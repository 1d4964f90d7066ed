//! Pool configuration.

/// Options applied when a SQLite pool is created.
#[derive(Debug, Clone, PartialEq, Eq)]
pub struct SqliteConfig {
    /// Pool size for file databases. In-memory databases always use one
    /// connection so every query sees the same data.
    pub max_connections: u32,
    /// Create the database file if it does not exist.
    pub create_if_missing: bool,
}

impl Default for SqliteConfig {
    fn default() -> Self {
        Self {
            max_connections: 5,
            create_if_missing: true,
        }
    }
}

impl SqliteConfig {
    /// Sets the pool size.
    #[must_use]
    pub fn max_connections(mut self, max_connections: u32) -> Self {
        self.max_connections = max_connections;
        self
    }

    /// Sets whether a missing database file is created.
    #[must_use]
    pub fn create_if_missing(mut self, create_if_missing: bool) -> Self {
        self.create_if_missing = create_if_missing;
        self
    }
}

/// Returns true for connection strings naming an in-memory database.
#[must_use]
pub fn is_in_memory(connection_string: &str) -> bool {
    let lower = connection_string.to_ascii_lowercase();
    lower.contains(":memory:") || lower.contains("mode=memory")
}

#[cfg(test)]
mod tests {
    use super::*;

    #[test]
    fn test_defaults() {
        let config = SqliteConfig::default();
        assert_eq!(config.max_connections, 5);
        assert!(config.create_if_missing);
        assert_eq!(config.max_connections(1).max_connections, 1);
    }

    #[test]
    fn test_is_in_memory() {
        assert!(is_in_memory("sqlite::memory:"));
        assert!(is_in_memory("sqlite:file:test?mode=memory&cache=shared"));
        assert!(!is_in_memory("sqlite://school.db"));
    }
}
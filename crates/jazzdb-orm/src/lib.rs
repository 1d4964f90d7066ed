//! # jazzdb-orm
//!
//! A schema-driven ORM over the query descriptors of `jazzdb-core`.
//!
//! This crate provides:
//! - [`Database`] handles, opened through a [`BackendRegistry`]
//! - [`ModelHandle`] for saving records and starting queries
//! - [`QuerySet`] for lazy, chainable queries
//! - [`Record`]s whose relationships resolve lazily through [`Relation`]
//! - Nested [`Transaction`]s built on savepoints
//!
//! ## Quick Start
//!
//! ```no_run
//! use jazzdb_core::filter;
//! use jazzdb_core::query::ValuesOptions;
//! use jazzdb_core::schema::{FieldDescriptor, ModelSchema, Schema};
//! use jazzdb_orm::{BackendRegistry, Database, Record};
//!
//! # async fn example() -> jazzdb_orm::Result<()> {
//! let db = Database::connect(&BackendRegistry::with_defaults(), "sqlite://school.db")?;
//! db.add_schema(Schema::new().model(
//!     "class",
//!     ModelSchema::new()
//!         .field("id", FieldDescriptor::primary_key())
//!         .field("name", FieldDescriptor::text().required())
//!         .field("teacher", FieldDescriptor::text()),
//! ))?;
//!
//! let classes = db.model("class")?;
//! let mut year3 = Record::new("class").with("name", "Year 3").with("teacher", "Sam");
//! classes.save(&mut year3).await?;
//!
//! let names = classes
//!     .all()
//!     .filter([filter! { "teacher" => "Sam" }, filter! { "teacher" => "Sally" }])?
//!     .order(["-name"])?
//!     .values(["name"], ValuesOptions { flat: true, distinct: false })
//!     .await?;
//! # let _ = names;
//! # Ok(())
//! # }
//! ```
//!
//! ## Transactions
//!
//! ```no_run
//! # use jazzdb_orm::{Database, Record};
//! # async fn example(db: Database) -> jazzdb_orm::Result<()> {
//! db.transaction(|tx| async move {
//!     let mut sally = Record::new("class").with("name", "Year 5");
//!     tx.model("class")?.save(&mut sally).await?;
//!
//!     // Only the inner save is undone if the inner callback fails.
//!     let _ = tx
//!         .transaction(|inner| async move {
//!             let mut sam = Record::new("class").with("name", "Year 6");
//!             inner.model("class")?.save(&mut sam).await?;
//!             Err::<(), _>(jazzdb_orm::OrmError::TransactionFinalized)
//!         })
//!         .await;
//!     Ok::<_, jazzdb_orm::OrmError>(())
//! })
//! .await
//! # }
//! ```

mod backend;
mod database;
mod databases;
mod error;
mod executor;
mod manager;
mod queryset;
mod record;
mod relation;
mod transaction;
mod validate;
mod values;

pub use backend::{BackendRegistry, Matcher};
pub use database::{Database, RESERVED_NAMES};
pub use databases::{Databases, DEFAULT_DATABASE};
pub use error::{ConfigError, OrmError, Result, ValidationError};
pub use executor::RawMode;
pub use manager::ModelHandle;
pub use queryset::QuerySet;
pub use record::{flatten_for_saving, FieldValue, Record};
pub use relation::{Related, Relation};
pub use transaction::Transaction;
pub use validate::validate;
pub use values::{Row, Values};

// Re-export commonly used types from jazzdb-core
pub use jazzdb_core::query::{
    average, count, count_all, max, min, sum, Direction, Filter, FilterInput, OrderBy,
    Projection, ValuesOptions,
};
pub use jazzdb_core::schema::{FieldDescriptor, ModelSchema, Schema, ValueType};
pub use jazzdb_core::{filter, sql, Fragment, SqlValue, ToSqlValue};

About this task | Repeat all entries. Match them exactly.

Response below |
repository 1d4964f90d7066ed
//! Pool configuration.

/// Options applied when a SQLite pool is created.
#[derive(Debug, Clone, PartialEq, Eq)]
pub struct SqliteConfig {
    /// Pool size for file databases. In-memory databases always use one
    /// connection so every query sees the same data.
    pub max_connections: u32,
    /// Create the database file if it does not exist.
    pub create_if_missing: bool,
}

impl Default for SqliteConfig {
    fn default() -> Self {
        Self {
            max_connections: 5,
            create_if_missing: true,
        }
    }
}

impl SqliteConfig {
    /// Sets the pool size.
    #[must_use]
    pub fn max_connections(mut self, max_connections: u32) -> Self {
        self.max_connections = max_connections;
        self
    }

    /// Sets whether a missing database file is created.
    #[must_use]
    pub fn create_if_missing(mut self, create_if_missing: bool) -> Self {
        self.create_if_missing = create_if_missing;
        self
    }
}

/// Returns true for connection strings naming an in-memory database.
#[must_use]
pub fn is_in_memory(connection_string: &str) -> bool {
    let lower = connection_string.to_ascii_lowercase();
    lower.contains(":memory:") || lower.contains("mode=memory")
}

#[cfg(test)]
mod tests {
    use super::*;

    #[test]
    fn test_defaults() {
        let config = SqliteConfig::default();
        assert_eq!(config.max_connections, 5);
        assert!(config.create_if_missing);
        assert_eq!(config.max_connections(1).max_connections, 1);
    }

    #[test]
    fn test_is_in_memory() {
        assert!(is_in_memory("sqlite::memory:"));
        assert!(is_in_memory("sqlite:file:test?mode=memory&cache=shared"));
        assert!(!is_in_memory("sqlite://school.db"));
    }
}
filename crates/jazzdb-orm/src/lib.rs
repository 1d4964f90d7066ed
//! # jazzdb-orm
//!
//! A schema-driven ORM over the query descriptors of `jazzdb-core`.
//!
//! This crate provides:
//! - [`Database`] handles, opened through a [`BackendRegistry`]
//! - [`ModelHandle`] for saving records and starting queries
//! - [`QuerySet`] for lazy, chainable queries
//! - [`Record`]s whose relationships resolve lazily through [`Relation`]
//! - Nested [`Transaction`]s built on savepoints
//!
//! ## Quick Start
//!
//! ```no_run
//! use jazzdb_core::filter;
//! use jazzdb_core::query::ValuesOptions;
//! use jazzdb_core::schema::{FieldDescriptor, ModelSchema, Schema};
//! use jazzdb_orm::{BackendRegistry, Database, Record};
//!
//! # async fn example() -> jazzdb_orm::Result<()> {
//! let db = Database::connect(&BackendRegistry::with_defaults(), "sqlite://school.db")?;
//! db.add_schema(Schema::new().model(
//!     "class",
//!     ModelSchema::new()
//!         .field("id", FieldDescriptor::primary_key())
//!         .field("name", FieldDescriptor::text().required())
//!         .field("teacher", FieldDescriptor::text()),
//! ))?;
//!
//! let classes = db.model("class")?;
//! let mut year3 = Record::new("class").with("name", "Year 3").with("teacher", "Sam");
//! classes.save(&mut year3).await?;
//!
//! let names = classes
//!     .all()
//!     .filter([filter! { "teacher" => "Sam" }, filter! { "teacher" => "Sally" }])?
//!     .order(["-name"])?
//!     .values(["name"], ValuesOptions { flat: true, distinct: false })
//!     .await?;
//! # let _ = names;
//! # Ok(())
//! # }
//! ```
//!
//! ## Transactions
//!
//! ```no_run
//! # use jazzdb_orm::{Database, Record};
//! # async fn example(db: Database) -> jazzdb_orm::Result<()> {
//! db.transaction(|tx| async move {
//!     let mut sally = Record::new("class").with("name", "Year 5");
//!     tx.model("class")?.save(&mut sally).await?;
//!
//!     // Only the inner save is undone if the inner callback fails.
//!     let _ = tx
//!         .transaction(|inner| async move {
//!             let mut sam = Record::new("class").with("name", "Year 6");
//!             inner.model("class")?.save(&mut sam).await?;
//!             Err::<(), _>(jazzdb_orm::OrmError::TransactionFinalized)
//!         })
//!         .await;
//!     Ok::<_, jazzdb_orm::OrmError>(())
//! })
//! .await
//! # }
//! ```

mod backend;
mod database;
mod databases;
mod error;
mod executor;
mod manager;
mod queryset;
mod record;
mod relation;
mod transaction;
mod validate;
mod values;

pub use backend::{BackendRegistry, Matcher};
pub use database::{Database, RESERVED_NAMES};
pub use databases::{Databases, DEFAULT_DATABASE};
pub use error::{ConfigError, OrmError, Result, ValidationError};
pub use executor::RawMode;
pub use manager::ModelHandle;
pub use queryset::QuerySet;
pub use record::{flatten_for_saving, FieldValue, Record};
pub use relation::{Related, Relation};
pub use transaction::Transaction;
pub use validate::validate;
pub use values::{Row, Values};

// Re-export commonly used types from jazzdb-core
pub use jazzdb_core::query::{
    average, count, count_all, max, min, sum, Direction, Filter, FilterInput, OrderBy,
    Projection, ValuesOptions,
};
pub use jazzdb_core::schema::{FieldDescriptor, ModelSchema, Schema, ValueType};
pub use jazzdb_core::{filter, sql, Fragment, SqlValue, ToSqlValue};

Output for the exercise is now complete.